Prompt: Count every line below that contains "BufferInfo", then give that count and nothing else.

Stored dataset items
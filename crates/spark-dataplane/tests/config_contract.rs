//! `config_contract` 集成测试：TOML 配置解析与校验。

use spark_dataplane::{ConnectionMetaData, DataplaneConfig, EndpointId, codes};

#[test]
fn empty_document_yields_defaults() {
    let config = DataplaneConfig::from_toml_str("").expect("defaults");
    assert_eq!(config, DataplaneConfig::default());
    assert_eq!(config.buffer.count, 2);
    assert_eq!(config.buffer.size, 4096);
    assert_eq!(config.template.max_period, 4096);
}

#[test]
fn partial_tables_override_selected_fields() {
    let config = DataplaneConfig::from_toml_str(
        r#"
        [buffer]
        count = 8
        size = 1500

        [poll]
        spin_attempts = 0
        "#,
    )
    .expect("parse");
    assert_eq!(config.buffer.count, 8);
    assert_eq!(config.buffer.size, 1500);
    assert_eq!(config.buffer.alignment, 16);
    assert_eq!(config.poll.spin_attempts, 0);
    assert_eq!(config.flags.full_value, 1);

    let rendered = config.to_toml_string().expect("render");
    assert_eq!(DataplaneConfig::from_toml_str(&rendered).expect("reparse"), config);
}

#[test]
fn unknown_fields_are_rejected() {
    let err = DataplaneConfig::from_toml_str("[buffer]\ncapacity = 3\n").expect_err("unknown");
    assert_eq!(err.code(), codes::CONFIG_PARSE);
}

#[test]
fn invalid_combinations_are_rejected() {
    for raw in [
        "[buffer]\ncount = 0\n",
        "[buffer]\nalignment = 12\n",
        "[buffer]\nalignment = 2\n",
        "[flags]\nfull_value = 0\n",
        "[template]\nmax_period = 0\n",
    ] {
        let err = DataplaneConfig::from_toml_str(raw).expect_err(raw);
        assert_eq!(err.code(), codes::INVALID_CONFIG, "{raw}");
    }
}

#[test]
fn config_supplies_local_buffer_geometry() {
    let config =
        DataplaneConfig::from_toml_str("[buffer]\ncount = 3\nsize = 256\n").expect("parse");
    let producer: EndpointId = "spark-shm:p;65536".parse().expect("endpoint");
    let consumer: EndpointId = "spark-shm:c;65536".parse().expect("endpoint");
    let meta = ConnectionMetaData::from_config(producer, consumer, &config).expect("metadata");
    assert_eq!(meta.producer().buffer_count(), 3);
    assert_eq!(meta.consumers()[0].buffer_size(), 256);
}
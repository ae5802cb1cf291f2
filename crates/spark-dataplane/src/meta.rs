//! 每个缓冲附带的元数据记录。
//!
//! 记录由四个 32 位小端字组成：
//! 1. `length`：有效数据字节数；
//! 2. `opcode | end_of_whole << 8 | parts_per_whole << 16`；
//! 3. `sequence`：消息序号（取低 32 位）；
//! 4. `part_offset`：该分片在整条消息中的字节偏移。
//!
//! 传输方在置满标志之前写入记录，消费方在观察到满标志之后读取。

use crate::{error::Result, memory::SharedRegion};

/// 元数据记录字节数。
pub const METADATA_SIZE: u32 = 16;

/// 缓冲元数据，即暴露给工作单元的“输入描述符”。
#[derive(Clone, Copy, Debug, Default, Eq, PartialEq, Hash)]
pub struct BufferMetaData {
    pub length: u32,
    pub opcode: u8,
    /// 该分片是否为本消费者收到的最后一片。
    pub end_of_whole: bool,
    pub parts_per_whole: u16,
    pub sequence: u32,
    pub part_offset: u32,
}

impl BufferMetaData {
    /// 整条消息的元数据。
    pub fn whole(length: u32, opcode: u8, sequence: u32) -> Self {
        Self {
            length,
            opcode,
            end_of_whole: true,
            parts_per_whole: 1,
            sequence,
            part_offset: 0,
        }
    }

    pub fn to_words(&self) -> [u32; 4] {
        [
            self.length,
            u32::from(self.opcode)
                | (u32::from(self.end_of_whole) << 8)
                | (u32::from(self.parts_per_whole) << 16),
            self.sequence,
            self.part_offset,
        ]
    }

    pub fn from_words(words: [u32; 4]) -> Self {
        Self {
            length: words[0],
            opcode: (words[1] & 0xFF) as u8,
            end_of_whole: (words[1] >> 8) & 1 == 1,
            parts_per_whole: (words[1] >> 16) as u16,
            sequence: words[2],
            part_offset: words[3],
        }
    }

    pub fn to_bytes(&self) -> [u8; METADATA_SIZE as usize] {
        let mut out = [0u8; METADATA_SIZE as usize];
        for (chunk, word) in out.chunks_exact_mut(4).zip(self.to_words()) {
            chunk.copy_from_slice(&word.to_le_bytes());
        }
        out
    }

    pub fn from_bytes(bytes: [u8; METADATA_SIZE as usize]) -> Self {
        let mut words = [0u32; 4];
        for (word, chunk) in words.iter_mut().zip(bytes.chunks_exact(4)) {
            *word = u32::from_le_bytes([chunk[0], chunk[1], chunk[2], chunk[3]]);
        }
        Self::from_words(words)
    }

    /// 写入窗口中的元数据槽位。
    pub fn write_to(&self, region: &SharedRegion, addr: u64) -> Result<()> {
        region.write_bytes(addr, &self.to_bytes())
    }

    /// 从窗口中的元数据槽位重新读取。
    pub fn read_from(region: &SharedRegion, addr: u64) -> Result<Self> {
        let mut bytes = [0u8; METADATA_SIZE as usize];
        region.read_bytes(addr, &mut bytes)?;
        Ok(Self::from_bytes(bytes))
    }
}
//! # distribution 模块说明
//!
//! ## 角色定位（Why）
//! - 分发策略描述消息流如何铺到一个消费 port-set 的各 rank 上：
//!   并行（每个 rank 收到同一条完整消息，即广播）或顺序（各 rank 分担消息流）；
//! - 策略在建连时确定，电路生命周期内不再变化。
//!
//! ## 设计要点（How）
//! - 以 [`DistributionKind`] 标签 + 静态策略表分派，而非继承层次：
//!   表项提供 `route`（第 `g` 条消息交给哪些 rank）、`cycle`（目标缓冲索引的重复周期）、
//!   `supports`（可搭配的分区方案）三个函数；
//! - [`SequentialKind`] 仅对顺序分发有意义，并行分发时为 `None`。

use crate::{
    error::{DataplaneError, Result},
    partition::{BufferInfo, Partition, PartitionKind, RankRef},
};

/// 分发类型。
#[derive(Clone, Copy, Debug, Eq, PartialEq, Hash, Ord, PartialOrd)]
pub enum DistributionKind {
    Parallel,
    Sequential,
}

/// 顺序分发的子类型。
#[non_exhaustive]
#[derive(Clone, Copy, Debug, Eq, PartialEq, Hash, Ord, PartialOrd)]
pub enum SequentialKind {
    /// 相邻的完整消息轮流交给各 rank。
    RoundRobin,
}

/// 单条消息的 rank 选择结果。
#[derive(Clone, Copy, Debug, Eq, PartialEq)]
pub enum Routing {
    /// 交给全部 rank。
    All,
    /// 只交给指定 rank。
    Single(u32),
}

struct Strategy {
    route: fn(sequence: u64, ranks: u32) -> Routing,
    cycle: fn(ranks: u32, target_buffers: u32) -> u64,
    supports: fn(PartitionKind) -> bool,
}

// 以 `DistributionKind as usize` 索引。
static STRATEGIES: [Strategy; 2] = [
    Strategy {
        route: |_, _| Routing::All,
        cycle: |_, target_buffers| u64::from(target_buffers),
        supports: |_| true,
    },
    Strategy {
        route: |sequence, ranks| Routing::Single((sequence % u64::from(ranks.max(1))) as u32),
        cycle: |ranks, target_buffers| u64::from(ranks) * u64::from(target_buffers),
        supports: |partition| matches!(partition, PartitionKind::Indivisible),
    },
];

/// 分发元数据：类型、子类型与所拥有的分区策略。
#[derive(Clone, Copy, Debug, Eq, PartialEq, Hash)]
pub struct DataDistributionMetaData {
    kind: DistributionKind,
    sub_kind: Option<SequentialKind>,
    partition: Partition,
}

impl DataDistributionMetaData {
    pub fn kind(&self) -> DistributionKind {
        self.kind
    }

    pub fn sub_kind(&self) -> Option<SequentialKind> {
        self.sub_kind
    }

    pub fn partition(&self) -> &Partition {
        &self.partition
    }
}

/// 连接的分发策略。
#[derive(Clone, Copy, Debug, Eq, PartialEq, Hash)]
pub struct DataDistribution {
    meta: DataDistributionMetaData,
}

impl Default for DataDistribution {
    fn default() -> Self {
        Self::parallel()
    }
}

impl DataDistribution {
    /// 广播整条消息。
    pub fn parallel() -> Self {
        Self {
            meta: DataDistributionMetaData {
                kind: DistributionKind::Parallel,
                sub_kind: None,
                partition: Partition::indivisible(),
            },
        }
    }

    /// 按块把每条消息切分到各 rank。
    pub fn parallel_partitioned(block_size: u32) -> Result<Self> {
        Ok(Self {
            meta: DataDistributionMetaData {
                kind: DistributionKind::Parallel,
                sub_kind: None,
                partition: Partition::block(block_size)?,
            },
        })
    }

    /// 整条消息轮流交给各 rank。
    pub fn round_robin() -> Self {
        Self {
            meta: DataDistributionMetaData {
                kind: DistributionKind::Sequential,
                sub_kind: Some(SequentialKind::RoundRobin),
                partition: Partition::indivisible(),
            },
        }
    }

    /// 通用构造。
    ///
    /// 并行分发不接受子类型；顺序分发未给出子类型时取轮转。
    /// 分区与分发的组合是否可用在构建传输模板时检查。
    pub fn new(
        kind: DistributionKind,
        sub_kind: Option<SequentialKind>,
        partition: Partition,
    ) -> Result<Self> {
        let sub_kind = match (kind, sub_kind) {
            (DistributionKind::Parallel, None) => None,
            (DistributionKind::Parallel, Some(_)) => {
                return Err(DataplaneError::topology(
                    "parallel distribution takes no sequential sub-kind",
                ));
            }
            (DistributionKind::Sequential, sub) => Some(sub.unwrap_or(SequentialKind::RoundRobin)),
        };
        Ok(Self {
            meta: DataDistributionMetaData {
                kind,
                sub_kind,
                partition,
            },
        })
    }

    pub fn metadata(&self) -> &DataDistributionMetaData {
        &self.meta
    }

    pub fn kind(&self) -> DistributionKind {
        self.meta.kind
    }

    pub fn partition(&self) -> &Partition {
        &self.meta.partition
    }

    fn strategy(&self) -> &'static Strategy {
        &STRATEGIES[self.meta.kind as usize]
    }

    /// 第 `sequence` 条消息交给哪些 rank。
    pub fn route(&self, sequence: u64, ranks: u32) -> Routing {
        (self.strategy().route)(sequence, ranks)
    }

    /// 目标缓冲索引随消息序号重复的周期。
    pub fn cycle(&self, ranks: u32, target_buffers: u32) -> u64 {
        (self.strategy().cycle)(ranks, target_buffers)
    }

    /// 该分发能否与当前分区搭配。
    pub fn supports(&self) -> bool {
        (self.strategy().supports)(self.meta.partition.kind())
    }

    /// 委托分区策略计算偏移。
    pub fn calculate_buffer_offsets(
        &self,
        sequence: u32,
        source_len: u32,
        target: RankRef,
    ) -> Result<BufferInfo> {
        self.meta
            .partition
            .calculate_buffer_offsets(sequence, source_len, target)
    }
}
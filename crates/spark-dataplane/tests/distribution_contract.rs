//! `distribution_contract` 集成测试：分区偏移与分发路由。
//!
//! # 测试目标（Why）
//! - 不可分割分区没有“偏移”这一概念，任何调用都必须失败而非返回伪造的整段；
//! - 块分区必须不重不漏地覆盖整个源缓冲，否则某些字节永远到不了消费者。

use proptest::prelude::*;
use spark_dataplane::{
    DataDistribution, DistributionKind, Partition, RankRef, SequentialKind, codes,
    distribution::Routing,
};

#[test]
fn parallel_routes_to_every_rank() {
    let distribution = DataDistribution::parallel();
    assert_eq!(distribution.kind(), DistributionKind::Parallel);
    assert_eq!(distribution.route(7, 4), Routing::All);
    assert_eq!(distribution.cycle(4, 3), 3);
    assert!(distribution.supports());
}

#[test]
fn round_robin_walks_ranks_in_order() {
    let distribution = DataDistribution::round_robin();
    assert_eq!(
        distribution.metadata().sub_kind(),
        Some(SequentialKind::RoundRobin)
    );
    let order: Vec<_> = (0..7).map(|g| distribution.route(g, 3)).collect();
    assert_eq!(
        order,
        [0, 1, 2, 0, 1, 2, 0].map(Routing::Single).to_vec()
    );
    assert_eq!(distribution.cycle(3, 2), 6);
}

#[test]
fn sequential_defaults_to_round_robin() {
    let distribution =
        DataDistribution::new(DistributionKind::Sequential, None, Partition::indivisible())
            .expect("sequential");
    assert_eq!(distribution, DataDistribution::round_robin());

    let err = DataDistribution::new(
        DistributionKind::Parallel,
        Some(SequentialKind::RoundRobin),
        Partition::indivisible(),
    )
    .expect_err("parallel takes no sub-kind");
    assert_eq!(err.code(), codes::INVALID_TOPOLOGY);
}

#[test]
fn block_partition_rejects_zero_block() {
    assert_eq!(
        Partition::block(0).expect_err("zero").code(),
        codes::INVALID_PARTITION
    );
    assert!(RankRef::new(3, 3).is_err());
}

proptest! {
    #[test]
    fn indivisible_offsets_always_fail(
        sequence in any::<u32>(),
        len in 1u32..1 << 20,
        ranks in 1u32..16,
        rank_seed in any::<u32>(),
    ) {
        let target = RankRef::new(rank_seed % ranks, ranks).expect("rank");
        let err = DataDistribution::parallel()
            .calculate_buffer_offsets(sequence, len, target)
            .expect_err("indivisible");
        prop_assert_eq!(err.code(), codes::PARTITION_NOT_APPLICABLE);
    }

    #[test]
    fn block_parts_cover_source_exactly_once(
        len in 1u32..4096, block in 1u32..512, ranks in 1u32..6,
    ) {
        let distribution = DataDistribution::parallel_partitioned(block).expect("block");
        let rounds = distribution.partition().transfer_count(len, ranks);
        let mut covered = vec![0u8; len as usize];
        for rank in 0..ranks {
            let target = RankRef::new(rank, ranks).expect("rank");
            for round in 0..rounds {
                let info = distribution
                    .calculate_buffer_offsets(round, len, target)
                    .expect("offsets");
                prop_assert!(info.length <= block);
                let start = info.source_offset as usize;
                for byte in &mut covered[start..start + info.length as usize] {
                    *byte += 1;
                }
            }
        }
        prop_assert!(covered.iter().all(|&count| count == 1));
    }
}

Answer box: 2